Records contained in a dataset:
· · · · ·

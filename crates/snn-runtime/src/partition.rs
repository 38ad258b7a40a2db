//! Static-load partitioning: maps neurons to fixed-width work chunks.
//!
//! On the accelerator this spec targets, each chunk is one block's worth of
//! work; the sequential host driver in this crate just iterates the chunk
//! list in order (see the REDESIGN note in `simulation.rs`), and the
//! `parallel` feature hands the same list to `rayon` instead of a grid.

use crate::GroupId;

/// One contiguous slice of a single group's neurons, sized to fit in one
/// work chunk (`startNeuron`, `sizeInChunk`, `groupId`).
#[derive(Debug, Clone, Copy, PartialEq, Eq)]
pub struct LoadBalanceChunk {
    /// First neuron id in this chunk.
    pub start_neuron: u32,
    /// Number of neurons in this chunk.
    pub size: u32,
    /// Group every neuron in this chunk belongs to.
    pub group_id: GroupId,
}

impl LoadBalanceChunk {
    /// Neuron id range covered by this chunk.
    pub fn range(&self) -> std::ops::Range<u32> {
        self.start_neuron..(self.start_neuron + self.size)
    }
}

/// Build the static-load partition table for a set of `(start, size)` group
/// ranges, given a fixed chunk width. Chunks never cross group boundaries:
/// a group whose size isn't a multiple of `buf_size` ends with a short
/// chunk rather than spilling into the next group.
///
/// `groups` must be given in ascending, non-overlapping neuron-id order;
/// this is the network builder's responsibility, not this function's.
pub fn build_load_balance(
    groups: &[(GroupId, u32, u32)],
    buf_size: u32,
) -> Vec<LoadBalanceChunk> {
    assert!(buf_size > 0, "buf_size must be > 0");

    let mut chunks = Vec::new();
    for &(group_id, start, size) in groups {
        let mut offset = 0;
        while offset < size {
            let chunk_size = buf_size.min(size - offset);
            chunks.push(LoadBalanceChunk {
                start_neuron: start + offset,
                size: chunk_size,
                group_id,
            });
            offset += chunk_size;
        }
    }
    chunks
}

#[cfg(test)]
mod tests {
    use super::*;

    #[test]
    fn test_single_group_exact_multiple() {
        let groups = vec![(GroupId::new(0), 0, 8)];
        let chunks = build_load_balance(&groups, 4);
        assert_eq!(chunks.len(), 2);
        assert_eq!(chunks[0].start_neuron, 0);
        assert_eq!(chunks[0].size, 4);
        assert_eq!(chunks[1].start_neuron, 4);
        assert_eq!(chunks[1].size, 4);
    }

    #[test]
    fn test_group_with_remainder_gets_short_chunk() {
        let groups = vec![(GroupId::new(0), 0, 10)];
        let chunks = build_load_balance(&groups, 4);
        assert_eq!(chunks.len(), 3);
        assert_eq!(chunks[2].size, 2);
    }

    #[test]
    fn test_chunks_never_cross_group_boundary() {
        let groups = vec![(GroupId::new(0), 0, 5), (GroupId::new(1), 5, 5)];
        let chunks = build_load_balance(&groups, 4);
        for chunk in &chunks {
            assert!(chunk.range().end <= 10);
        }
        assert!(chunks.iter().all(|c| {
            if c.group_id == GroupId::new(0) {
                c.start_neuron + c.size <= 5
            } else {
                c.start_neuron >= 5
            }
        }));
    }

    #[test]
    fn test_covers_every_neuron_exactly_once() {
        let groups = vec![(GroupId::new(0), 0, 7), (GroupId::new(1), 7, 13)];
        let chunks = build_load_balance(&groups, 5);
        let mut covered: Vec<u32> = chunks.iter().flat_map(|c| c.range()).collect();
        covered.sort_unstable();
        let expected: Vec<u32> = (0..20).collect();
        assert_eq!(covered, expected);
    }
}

· · · · ·

Return every line from the records above that holds the word "self".

RESPONSE AREA:
    pub fn range(&self) -> std::ops::Range<u32> {
        self.start_neuron..(self.start_neuron + self.size)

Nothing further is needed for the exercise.